Art sales: Whole lotta Burne-Jones

Last Updated: 12:01am GMT 05/02/2008

To see photo, here's the link:

http://www.telegraph.co.uk/arts/main.jhtml.../basales105.xml

Colin Gleadell on Rock Star collections

Market news

The rock stars Jimmy Page and Gary Kemp are selling rare works of art in the largest-ever sale of British design from the 19th and 20th centuries, which is to be held at Sotheby's next month. Both have been collectors for several decades and are selling because their new homes do not properly accommodate the works.

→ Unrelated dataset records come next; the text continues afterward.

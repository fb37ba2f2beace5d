use chrono::{DateTime, Utc};
use serde::{Deserialize, Serialize};

#[derive(Debug, Clone, PartialEq, Eq, Hash, Serialize, Deserialize)]
pub struct AccountId(pub String);

#[derive(Debug, Clone, Copy, PartialEq, Eq, Serialize, Deserialize)]
#[serde(rename_all = "snake_case")]
pub enum AccountRole {
    Client,
    Provider,
    Admin,
}

impl AccountRole {
    pub const fn label(self) -> &'static str {
        match self {
            Self::Client => "client",
            Self::Provider => "provider",
            Self::Admin => "admin",
        }
    }

    /// Providers publish listings; admins may act on their behalf.
    pub const fn can_publish(self) -> bool {
        matches!(self, Self::Provider | Self::Admin)
    }
}

#[derive(Debug, Clone, Copy, PartialEq, Eq, Serialize, Deserialize)]
#[serde(rename_all = "snake_case")]
pub enum AccountStatus {
    Active,
    Suspended,
}

impl AccountStatus {
    pub const fn label(self) -> &'static str {
        match self {
            Self::Active => "active",
            Self::Suspended => "suspended",
        }
    }
}

/// Provider-only attributes, merged onto an account on upgrade.
#[derive(Debug, Clone, PartialEq, Eq, Serialize, Deserialize)]
pub struct ProviderDetails {
    pub agency_name: Option<String>,
    pub tax_id: Option<String>,
    pub postal_code: Option<String>,
    #[serde(default)]
    pub social_links: Vec<String>,
    pub verified: bool,
}

/// A stored account. The password hash never crosses the HTTP boundary;
/// responses go through [`AccountView`].
#[derive(Debug, Clone, PartialEq)]
pub struct Account {
    pub id: AccountId,
    pub name: String,
    pub first_surname: String,
    pub second_surname: Option<String>,
    /// Stored lowercased; the repository enforces uniqueness on this value.
    pub email: String,
    pub password_hash: String,
    pub phone: Option<String>,
    pub role: AccountRole,
    pub status: AccountStatus,
    pub provider: Option<ProviderDetails>,
    pub created_at: DateTime<Utc>,
}

impl Account {
    pub fn display_name(&self) -> String {
        format!("{} {}", self.name, self.first_surname)
    }

    pub fn principal(&self) -> SessionPrincipal {
        SessionPrincipal {
            account_id: self.id.clone(),
            display_name: self.display_name(),
            role: self.role,
        }
    }

    pub fn view(&self) -> AccountView {
        AccountView {
            id: self.id.clone(),
            name: self.name.clone(),
            first_surname: self.first_surname.clone(),
            second_surname: self.second_surname.clone(),
            email: self.email.clone(),
            phone: self.phone.clone(),
            role: self.role,
            status: self.status,
            provider: self.provider.clone(),
            created_at: self.created_at,
        }
    }
}

/// Sanitized account representation for API responses.
#[derive(Debug, Clone, Serialize)]
pub struct AccountView {
    pub id: AccountId,
    pub name: String,
    pub first_surname: String,
    #[serde(skip_serializing_if = "Option::is_none")]
    pub second_surname: Option<String>,
    pub email: String,
    #[serde(skip_serializing_if = "Option::is_none")]
    pub phone: Option<String>,
    pub role: AccountRole,
    pub status: AccountStatus,
    #[serde(skip_serializing_if = "Option::is_none")]
    pub provider: Option<ProviderDetails>,
    pub created_at: DateTime<Utc>,
}

/// Identity snapshot carried by the session collaborator. Read at request
/// start; a mid-session role change is visible on the next request unless
/// the mutating operation refreshes the session explicitly.
#[derive(Debug, Clone, PartialEq, Serialize, Deserialize)]
pub struct SessionPrincipal {
    pub account_id: AccountId,
    pub display_name: String,
    pub role: AccountRole,
}

/// Role-tagged registration drafts. Clients and providers have different
/// mandatory field sets; validation lives in the identity service.
#[derive(Debug, Clone, Deserialize)]
#[serde(tag = "role", rename_all = "snake_case")]
pub enum RegistrationDraft {
    Client(ClientDraft),
    Provider(ProviderDraft),
}

#[derive(Debug, Clone, Deserialize)]
pub struct ClientDraft {
    pub name: String,
    pub first_surname: String,
    #[serde(default)]
    pub second_surname: Option<String>,
    pub email: String,
    #[serde(default)]
    pub phone: Option<String>,
    pub password: String,
    pub password_confirmation: String,
}

#[derive(Debug, Clone, Deserialize)]
pub struct ProviderDraft {
    pub name: String,
    pub first_surname: String,
    pub second_surname: String,
    pub email: String,
    pub phone: String,
    pub password: String,
    pub password_confirmation: String,
    #[serde(default)]
    pub agency_name: Option<String>,
    #[serde(default)]
    pub tax_id: Option<String>,
    #[serde(default)]
    pub postal_code: Option<String>,
    #[serde(default)]
    pub social_links: Vec<String>,
}

/// Fields accepted when a client upgrades to provider. The current password
/// is always required as credential proof.
#[derive(Debug, Clone, Deserialize)]
pub struct ProviderUpgrade {
    pub current_password: String,
    #[serde(default)]
    pub second_surname: Option<String>,
    #[serde(default)]
    pub phone: Option<String>,
    #[serde(default)]
    pub agency_name: Option<String>,
    #[serde(default)]
    pub tax_id: Option<String>,
    #[serde(default)]
    pub postal_code: Option<String>,
    #[serde(default)]
    pub social_links: Vec<String>,
}

/// Profile edit request. Every change requires proof of the current
/// password; all members besides the proof are optional.
#[derive(Debug, Clone, Deserialize)]
pub struct ProfileUpdate {
    pub current_password: String,
    #[serde(default)]
    pub email: Option<String>,
    #[serde(default)]
    pub phone: Option<String>,
    #[serde(default)]
    pub new_password: Option<String>,
    #[serde(default)]
    pub password_confirmation: Option<String>,
}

The Quest for the Holy Grail: The Achievement, which is estimated to fetch a record £1 million

Page, the Led Zeppelin guitarist, is offering a spectacular 24ft-long Burne-Jones tapestry, The Quest for the Holy Grail: The Achievement, which is estimated to fetch a record £1 million.

He is also selling five stained-glass windows designed by Burne-Jones, estimated at £25,000 to £35,000 each. Kemp, the guitarist and lyricist for the 1980s New Romantic band Spandau Ballet, is selling furniture from the 19th-century Arts and Crafts movement, which, centred on the pioneering figure of William Morris, sought to equate the status of the craftsman with that of the fine artist.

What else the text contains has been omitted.